Please check every line of the listing for "derivatives" and copy each line where it is found.

══ THE DATA ══

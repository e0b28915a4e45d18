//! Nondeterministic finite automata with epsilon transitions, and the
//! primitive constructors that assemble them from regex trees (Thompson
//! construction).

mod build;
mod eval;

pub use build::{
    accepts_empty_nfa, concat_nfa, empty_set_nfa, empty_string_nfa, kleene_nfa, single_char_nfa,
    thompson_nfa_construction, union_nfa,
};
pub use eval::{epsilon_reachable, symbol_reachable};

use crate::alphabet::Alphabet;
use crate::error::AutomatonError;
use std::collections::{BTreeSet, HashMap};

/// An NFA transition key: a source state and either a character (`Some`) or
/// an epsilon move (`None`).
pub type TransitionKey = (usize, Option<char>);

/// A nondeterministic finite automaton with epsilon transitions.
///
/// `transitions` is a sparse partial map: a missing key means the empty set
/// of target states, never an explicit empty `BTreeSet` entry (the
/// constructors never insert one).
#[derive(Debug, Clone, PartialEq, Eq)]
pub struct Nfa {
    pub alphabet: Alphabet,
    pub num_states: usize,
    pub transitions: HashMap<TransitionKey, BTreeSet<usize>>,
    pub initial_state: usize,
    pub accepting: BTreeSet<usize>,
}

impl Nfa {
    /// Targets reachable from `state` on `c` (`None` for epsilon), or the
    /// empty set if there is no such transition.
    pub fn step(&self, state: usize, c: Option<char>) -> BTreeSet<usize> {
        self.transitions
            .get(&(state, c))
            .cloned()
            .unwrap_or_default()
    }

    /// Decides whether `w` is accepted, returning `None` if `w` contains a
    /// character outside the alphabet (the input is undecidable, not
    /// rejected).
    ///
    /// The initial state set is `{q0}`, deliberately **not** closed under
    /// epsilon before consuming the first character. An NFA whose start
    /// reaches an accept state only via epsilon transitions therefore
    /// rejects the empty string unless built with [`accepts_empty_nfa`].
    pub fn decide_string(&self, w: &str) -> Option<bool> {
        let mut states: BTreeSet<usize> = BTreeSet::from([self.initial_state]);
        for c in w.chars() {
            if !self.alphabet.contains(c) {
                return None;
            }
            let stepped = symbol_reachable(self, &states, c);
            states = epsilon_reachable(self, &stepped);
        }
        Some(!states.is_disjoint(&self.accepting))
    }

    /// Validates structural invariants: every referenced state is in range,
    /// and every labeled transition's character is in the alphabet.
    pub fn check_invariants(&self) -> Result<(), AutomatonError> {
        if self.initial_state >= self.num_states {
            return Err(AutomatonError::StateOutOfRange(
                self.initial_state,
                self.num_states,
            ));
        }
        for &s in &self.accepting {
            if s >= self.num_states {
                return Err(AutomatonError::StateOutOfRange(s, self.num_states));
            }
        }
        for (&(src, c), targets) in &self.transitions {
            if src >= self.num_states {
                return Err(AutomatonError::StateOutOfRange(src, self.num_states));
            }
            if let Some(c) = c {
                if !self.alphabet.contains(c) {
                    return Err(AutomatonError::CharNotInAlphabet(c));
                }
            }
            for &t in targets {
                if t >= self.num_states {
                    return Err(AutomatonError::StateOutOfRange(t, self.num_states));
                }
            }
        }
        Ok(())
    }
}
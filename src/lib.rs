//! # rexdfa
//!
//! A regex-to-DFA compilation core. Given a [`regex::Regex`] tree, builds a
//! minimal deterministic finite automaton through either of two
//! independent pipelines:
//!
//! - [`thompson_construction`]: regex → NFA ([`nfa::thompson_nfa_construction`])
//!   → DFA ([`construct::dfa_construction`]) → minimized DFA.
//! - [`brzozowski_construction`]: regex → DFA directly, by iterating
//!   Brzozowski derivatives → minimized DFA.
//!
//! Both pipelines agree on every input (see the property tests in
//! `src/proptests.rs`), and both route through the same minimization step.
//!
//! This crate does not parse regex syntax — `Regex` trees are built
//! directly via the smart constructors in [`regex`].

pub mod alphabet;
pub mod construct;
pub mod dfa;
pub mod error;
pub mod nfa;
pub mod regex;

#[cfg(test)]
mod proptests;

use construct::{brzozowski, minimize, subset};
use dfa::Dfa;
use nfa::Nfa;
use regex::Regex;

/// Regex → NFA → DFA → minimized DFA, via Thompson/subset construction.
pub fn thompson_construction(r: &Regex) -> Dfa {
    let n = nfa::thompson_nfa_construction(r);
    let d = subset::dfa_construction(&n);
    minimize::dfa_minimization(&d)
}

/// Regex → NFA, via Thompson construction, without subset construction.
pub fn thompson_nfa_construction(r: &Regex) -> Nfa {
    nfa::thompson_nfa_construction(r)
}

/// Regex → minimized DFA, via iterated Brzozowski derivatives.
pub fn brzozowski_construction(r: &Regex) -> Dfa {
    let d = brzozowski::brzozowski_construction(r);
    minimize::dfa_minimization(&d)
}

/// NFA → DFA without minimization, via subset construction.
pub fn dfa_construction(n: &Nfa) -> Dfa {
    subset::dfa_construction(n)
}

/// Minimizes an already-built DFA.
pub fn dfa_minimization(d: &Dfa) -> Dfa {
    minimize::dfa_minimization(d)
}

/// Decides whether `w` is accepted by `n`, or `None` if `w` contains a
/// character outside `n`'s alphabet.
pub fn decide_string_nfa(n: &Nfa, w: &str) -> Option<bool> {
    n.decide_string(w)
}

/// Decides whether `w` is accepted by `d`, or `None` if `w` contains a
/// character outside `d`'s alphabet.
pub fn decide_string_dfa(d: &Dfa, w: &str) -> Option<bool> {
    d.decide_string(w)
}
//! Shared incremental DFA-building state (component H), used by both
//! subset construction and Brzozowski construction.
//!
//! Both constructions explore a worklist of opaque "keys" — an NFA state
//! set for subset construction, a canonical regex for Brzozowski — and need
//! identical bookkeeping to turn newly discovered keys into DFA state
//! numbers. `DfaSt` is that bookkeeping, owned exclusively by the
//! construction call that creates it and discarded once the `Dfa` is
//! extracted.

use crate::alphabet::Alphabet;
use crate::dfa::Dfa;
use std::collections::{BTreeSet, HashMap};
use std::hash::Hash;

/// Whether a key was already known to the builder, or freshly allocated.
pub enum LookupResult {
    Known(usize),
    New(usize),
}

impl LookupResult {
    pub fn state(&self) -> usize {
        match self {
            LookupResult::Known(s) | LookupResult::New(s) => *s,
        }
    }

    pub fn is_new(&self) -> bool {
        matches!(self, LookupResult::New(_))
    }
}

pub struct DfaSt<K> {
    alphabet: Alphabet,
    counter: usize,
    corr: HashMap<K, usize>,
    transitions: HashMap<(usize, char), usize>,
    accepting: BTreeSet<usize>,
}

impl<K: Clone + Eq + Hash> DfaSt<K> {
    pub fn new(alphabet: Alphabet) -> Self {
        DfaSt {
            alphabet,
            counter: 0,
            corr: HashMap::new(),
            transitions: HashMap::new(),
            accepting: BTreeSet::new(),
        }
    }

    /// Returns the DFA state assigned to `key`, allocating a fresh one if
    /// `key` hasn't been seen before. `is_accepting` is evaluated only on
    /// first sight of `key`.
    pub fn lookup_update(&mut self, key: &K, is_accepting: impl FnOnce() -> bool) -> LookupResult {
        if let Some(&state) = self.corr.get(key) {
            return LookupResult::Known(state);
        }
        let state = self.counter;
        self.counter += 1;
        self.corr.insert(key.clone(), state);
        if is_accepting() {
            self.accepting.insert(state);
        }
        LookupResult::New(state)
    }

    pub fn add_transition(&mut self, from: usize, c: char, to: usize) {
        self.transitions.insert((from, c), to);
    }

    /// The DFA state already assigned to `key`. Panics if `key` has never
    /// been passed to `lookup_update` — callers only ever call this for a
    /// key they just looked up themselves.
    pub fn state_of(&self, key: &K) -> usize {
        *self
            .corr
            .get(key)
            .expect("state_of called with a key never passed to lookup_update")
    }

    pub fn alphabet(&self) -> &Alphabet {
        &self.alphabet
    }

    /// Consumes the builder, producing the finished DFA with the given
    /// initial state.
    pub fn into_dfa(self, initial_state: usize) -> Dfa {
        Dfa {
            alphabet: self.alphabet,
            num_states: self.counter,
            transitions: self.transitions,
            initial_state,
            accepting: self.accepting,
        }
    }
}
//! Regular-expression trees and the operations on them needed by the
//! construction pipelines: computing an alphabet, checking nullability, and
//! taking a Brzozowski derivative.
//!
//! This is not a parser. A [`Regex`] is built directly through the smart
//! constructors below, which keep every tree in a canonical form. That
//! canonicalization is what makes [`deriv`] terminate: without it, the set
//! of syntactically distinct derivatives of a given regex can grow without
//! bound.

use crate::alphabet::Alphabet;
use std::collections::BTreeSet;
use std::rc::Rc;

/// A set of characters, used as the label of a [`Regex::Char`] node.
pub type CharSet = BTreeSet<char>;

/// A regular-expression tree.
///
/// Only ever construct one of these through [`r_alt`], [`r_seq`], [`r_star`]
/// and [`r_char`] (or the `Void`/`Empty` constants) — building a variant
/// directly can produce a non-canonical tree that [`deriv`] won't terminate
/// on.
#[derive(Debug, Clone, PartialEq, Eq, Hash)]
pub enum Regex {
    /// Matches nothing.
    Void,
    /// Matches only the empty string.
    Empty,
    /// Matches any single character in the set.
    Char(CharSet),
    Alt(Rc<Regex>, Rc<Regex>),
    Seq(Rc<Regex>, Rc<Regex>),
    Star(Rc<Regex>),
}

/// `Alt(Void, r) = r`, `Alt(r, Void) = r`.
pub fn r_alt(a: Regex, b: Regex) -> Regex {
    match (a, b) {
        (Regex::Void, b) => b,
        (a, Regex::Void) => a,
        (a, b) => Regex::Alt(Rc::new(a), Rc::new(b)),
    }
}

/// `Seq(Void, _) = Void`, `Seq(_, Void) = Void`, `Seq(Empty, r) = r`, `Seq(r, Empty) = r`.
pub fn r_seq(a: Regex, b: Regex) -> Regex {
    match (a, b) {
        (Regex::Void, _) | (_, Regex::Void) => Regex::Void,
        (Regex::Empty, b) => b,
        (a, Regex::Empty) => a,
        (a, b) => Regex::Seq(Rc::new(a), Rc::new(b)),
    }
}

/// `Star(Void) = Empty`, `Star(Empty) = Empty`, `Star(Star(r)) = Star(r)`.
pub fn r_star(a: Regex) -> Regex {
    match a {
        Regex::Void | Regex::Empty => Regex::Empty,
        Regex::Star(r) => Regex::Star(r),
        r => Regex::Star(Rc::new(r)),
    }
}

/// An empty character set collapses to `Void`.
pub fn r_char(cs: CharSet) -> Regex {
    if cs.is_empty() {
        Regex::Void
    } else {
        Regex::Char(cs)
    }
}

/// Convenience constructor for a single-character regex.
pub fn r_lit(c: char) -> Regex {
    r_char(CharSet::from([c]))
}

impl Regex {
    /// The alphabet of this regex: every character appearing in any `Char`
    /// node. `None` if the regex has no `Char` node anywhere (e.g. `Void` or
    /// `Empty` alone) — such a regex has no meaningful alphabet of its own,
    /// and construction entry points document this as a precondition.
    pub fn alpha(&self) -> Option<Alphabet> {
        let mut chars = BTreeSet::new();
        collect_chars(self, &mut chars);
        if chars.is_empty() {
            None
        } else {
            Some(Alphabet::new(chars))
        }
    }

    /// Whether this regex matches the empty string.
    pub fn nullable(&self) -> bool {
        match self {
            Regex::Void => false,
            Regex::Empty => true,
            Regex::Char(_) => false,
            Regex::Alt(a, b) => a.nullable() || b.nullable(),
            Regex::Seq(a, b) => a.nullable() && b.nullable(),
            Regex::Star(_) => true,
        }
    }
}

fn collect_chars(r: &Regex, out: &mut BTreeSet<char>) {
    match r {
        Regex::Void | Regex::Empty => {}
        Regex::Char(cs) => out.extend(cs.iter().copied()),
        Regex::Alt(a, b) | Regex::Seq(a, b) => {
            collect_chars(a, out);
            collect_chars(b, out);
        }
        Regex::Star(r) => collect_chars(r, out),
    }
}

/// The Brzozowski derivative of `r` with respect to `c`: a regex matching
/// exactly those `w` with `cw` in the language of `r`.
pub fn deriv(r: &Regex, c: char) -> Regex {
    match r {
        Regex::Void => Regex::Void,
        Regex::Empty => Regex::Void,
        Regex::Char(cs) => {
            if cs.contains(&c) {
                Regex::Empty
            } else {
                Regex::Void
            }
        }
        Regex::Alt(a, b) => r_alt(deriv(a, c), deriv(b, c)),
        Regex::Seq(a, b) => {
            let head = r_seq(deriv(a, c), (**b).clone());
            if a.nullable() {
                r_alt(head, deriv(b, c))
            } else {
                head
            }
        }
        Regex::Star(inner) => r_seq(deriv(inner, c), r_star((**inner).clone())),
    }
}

═══

[SOLUTION TO THE EXERCISE]:
//!   Brzozowski derivatives → minimized DFA.
/// Regex → minimized DFA, via iterated Brzozowski derivatives.
//! of syntactically distinct derivatives of a given regex can grow without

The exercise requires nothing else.